Asian-Australians are here for the long-haul, collecting data and petitioning the government. Beyond law and order, there are other ways to deal with racism.
Jason Yat-sen Li spoke of the importance of broadening the Australian identity to be more inclusive, and to embrace the legends of the Asian-Australians, such as the forgotten contributions of the Chinese-Australian Anzacs.
We have seen history repeat itself over and over again. The pandemic is another global catastrophe that has again led to the most overused accusation of mankind: blame it on race. And it won’t end when the virus is over. What happens when the next catastrophe comes? What can we do now?
It starts with accepting our racist past; it starts with addressing the systemic racism rooted under Australia’s surface of a ‘diverse’ society; it starts with engaging in nuanced discussions about racism with one another; and most importantly, it starts with supporting each other.
We cannot let fear conquer us. Ms Leong spoke of the powerful connections between global anti-racism campaigners because of COVID-19. I think each of us can do the same — you don’t have to experience injustice to call it out. If you see somebody being wrongfully accused and abused, say something and give the victim the opportunity to speak up. Educate yourself, be sensitive of others’ feelings; racist ‘banter’ is not funny.
History has shown we are better when we are united, and strength will come from supporting each other.
The ABC would like to hear your story, you can report your incidents here.
You can also submit it here via the Racism Incident Report survey conducted by the Asian Australian Alliance.
If you would like to sign the #UnityOverFear petition, please sign via this link.
The outbreak of Coronavirus has exposed the worst of xenophobia in Australia.
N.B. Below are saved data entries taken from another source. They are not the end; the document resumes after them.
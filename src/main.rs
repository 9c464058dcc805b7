//! graphbatch CLI entry point
//!
//! Parses arguments, dispatches to the command, prints errors to stderr and
//! exits non-zero on failure. All logic lives in the CLI module.

use graphbatch::cli;

fn main() {
    if let Err(e) = cli::run() {
        eprintln!("{}", e);
        std::process::exit(1);
    }
}
//! Observability for the batching engine
//!
//! - Structured logging (JSON lines)
//! - Monotonic counters
//!
//! Observability is read-only: nothing here can fail or alter a flush.
//!
//! ```ignore
//! use graphbatch::observability::{log_event, Event};
//!
//! log_event(Event::FlushComplete, &[("groups", "2")]);
//! ```

mod events;
mod logger;
mod metrics;

pub use events::Event;
pub use logger::{Logger, Severity};
pub use metrics::{BatchMetrics, MetricsSnapshot};

/// Severity an event is logged at
pub fn event_severity(event: Event) -> Severity {
    if event.is_failure() {
        Severity::Error
    } else if event.is_detail() {
        Severity::Trace
    } else {
        Severity::Info
    }
}

/// Log a batching event with fields
pub fn log_event(event: Event, fields: &[(&str, &str)]) {
    Logger::log(event_severity(event), event.as_str(), fields);
}
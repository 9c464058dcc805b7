//! Structured JSON logger
//!
//! - One log line = one event
//! - `event` first, then `severity`, then fields in alphabetical order
//! - Synchronous, no buffering
//! - TRACE/INFO/WARN go to stdout, ERROR/FATAL to stderr, unless all
//!   lines are routed to stderr (stdout then stays free for command output)
//! - Lines below the process-wide minimum severity are dropped

use std::fmt;
use std::io::{self, Write};
use std::sync::atomic::{AtomicBool, AtomicU8, Ordering};

use serde_json::Value;

/// Log severity levels
#[derive(Debug, Clone, Copy, PartialEq, Eq, PartialOrd, Ord)]
pub enum Severity {
    /// Per-request detail
    Trace = 0,
    /// Normal operations
    Info = 1,
    /// Recoverable issues
    Warn = 2,
    /// Operation failures
    Error = 3,
    /// Unrecoverable
    Fatal = 4,
}

impl Severity {
    /// Returns the string representation
    pub fn as_str(&self) -> &'static str {
        match self {
            Severity::Trace => "TRACE",
            Severity::Info => "INFO",
            Severity::Warn => "WARN",
            Severity::Error => "ERROR",
            Severity::Fatal => "FATAL",
        }
    }

    fn from_u8(value: u8) -> Self {
        match value {
            0 => Severity::Trace,
            1 => Severity::Info,
            2 => Severity::Warn,
            3 => Severity::Error,
            _ => Severity::Fatal,
        }
    }
}

impl fmt::Display for Severity {
    fn fmt(&self, f: &mut fmt::Formatter<'_>) -> fmt::Result {
        write!(f, "{}", self.as_str())
    }
}

static MIN_SEVERITY: AtomicU8 = AtomicU8::new(Severity::Info as u8);
static STDERR_ONLY: AtomicBool = AtomicBool::new(false);

/// A structured logger that outputs JSON lines
pub struct Logger;

impl Logger {
    /// Drop every line below `severity` from now on
    pub fn set_min_severity(severity: Severity) {
        MIN_SEVERITY.store(severity as u8, Ordering::Relaxed);
    }

    pub fn min_severity() -> Severity {
        Severity::from_u8(MIN_SEVERITY.load(Ordering::Relaxed))
    }

    pub fn enabled(severity: Severity) -> bool {
        severity >= Self::min_severity()
    }

    /// Send every line to stderr from now on
    pub fn set_stderr_only(stderr_only: bool) {
        STDERR_ONLY.store(stderr_only, Ordering::Relaxed);
    }

    /// Whether a line of `severity` is written to stderr
    pub fn writes_to_stderr(severity: Severity) -> bool {
        severity >= Severity::Error || STDERR_ONLY.load(Ordering::Relaxed)
    }

    /// Log an event with the given severity and fields
    pub fn log(severity: Severity, event: &str, fields: &[(&str, &str)]) {
        if !Self::enabled(severity) {
            return;
        }
        if Self::writes_to_stderr(severity) {
            Self::log_to_writer(severity, event, fields, &mut io::stderr());
        } else {
            Self::log_to_writer(severity, event, fields, &mut io::stdout());
        }
    }

    /// Render one line; fields keep alphabetical key order.
    pub fn render(severity: Severity, event: &str, fields: &[(&str, &str)]) -> String {
        let mut sorted: Vec<_> = fields.iter().collect();
        sorted.sort_by_key(|(k, _)| *k);

        let mut line = String::with_capacity(128);
        line.push_str("{\"event\":");
        line.push_str(&Value::from(event).to_string());
        line.push_str(",\"severity\":\"");
        line.push_str(severity.as_str());
        line.push('"');
        for (key, value) in sorted {
            line.push(',');
            line.push_str(&Value::from(*key).to_string());
            line.push(':');
            line.push_str(&Value::from(*value).to_string());
        }
        line.push_str("}\n");
        line
    }

    fn log_to_writer<W: Write>(
        severity: Severity,
        event: &str,
        fields: &[(&str, &str)],
        writer: &mut W,
    ) {
        let line = Self::render(severity, event, fields);
        // Logging never fails the write path
        let _ = writer.write_all(line.as_bytes());
        let _ = writer.flush();
    }

    pub fn trace(event: &str, fields: &[(&str, &str)]) {
        Self::log(Severity::Trace, event, fields);
    }

    pub fn info(event: &str, fields: &[(&str, &str)]) {
        Self::log(Severity::Info, event, fields);
    }

    pub fn warn(event: &str, fields: &[(&str, &str)]) {
        Self::log(Severity::Warn, event, fields);
    }

    pub fn error(event: &str, fields: &[(&str, &str)]) {
        Self::log(Severity::Error, event, fields);
    }
}

#[cfg(test)]
mod tests {
    use super::*;

    #[test]
    fn test_severity_ordering() {
        assert!(Severity::Trace < Severity::Info);
        assert!(Severity::Info < Severity::Warn);
        assert!(Severity::Warn < Severity::Error);
        assert!(Severity::Error < Severity::Fatal);
    }

    #[test]
    fn test_stderr_routing() {
        assert!(Logger::writes_to_stderr(Severity::Error));
        Logger::set_stderr_only(true);
        assert!(Logger::writes_to_stderr(Severity::Info));
        assert!(Logger::writes_to_stderr(Severity::Trace));
        Logger::set_stderr_only(false);
        assert!(!Logger::writes_to_stderr(Severity::Info));
        assert!(Logger::writes_to_stderr(Severity::Fatal));
    }

    #[test]
    fn test_min_severity_filter() {
        let previous = Logger::min_severity();
        Logger::set_min_severity(Severity::Warn);
        assert!(!Logger::enabled(Severity::Info));
        assert!(Logger::enabled(Severity::Error));
        Logger::set_min_severity(previous);
    }

    #[test]
    fn test_render_is_json() {
        let line = Logger::render(Severity::Info, "FLUSH_COMPLETE", &[("groups", "2")]);
        let parsed: serde_json::Value = serde_json::from_str(&line).unwrap();
        assert_eq!(parsed["event"], "FLUSH_COMPLETE");
        assert_eq!(parsed["severity"], "INFO");
        assert_eq!(parsed["groups"], "2");
    }

    #[test]
    fn test_render_sorts_fields() {
        let a = Logger::render(Severity::Info, "E", &[("zebra", "1"), ("apple", "2")]);
        let b = Logger::render(Severity::Info, "E", &[("apple", "2"), ("zebra", "1")]);
        assert_eq!(a, b);
        assert!(a.find("apple").unwrap() < a.find("zebra").unwrap());
        assert!(a.find("\"event\"").unwrap() < a.find("\"severity\"").unwrap());
    }

    #[test]
    fn test_render_escapes() {
        let line = Logger::render(Severity::Warn, "E", &[("sql", "a \"b\"\nc")]);
        let parsed: serde_json::Value = serde_json::from_str(&line).unwrap();
        assert_eq!(parsed["sql"], "a \"b\"\nc");
        assert_eq!(line.matches('\n').count(), 1);
    }
}
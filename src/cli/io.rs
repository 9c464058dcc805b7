//! JSON I/O handling for CLI
//!
//! - Input: a JSON-lines script file, one operation per line
//! - Output: single JSON object via stdout
//! - UTF-8 only

use std::fs::File;
use std::io::{self, BufRead, BufReader, Write};
use std::path::Path;

use serde::de::DeserializeOwned;
use serde_json::Value;

use super::errors::{CliError, CliResult};

/// Read every non-blank line of a JSON-lines file.
///
/// Lines starting with `#` are comments.
pub fn read_script<T: DeserializeOwned>(path: &Path) -> CliResult<Vec<T>> {
    let file = File::open(path).map_err(|e| {
        CliError::script_error(0, format!("Failed to open '{}': {}", path.display(), e))
    })?;

    let mut ops = Vec::new();
    for (index, line) in BufReader::new(file).lines().enumerate() {
        let line = line.map_err(|e| CliError::script_error(index + 1, e.to_string()))?;
        let trimmed = line.trim();
        if trimmed.is_empty() || trimmed.starts_with('#') {
            continue;
        }
        let op = serde_json::from_str(trimmed)
            .map_err(|e| CliError::script_error(index + 1, e.to_string()))?;
        ops.push(op);
    }
    Ok(ops)
}

/// Write a success response to stdout
pub fn write_response(data: Value) -> CliResult<()> {
    let response = serde_json::json!({
        "status": "ok",
        "data": data
    });

    let mut stdout = io::stdout();
    serde_json::to_writer(&mut stdout, &response)?;
    writeln!(stdout)?;
    stdout.flush()?;

    Ok(())
}

/// Write an error response to stdout
pub fn write_error(code: &str, message: &str) -> CliResult<()> {
    let response = serde_json::json!({
        "status": "error",
        "code": code,
        "message": message
    });

    let mut stdout = io::stdout();
    serde_json::to_writer(&mut stdout, &response)?;
    writeln!(stdout)?;
    stdout.flush()?;

    Ok(())
}

#[cfg(test)]
mod tests {
    use super::*;
    use std::fs;
    use tempfile::TempDir;

    #[test]
    fn test_read_script_skips_blank_and_comment_lines() {
        let dir = TempDir::new().unwrap();
        let path = dir.path().join("ops.jsonl");
        fs::write(&path, "# header\n{\"a\": 1}\n\n{\"a\": 2}\n").unwrap();

        let values: Vec<Value> = read_script(&path).unwrap();
        assert_eq!(values.len(), 2);
        assert_eq!(values[1]["a"], 2);
    }

    #[test]
    fn test_read_script_reports_line() {
        let dir = TempDir::new().unwrap();
        let path = dir.path().join("ops.jsonl");
        fs::write(&path, "{\"a\": 1}\nnot json\n").unwrap();

        let err = read_script::<Value>(&path).unwrap_err();
        assert!(err.message().starts_with("line 2:"));
    }
}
When stories about the virus started circulating in January this year from Wuhan — the first epicentre of COVID-19 — the anti-Asian sentiment in the West followed immediately. Australia was no exception. Australia prides itself on its diversity and multiculturalism, so why was it so easy for this racist sentiment to infect the country? As an Asian-Australian, I am strongly and deeply disturbed about this issue. My commentary carries significant news values in timeliness, proximity, conflict, prominence and impact. As Bradshaw (2017) states, good journalism standards apply regardless of the medium, and I think one of the principles of good journalism is that it delivers the newsworthiness of a story. ABC was first to report on racist attacks against Asians in Australia on Jan 31; the latest one to date was reported on May 21. While there has been coverage condemning these attacks, my commentary takes an analytical approach that explores the historical context, the emotional toll of these attacks on individuals, the underlying prejudices, and the governance systems so often missing in Australia’s debate about racism. Only by having a nuanced conversation that digs deeper into the heart of this issue can we then formulate actions to tackle this long-overdue problem. That is the rationale for this project. The main argument presented in this commentary is this: Anti-Asian racism is a deeply rooted issue that extends beyond COVID-19, the racist attacks are symptoms of a larger sickness and Australia was and still is a racist country.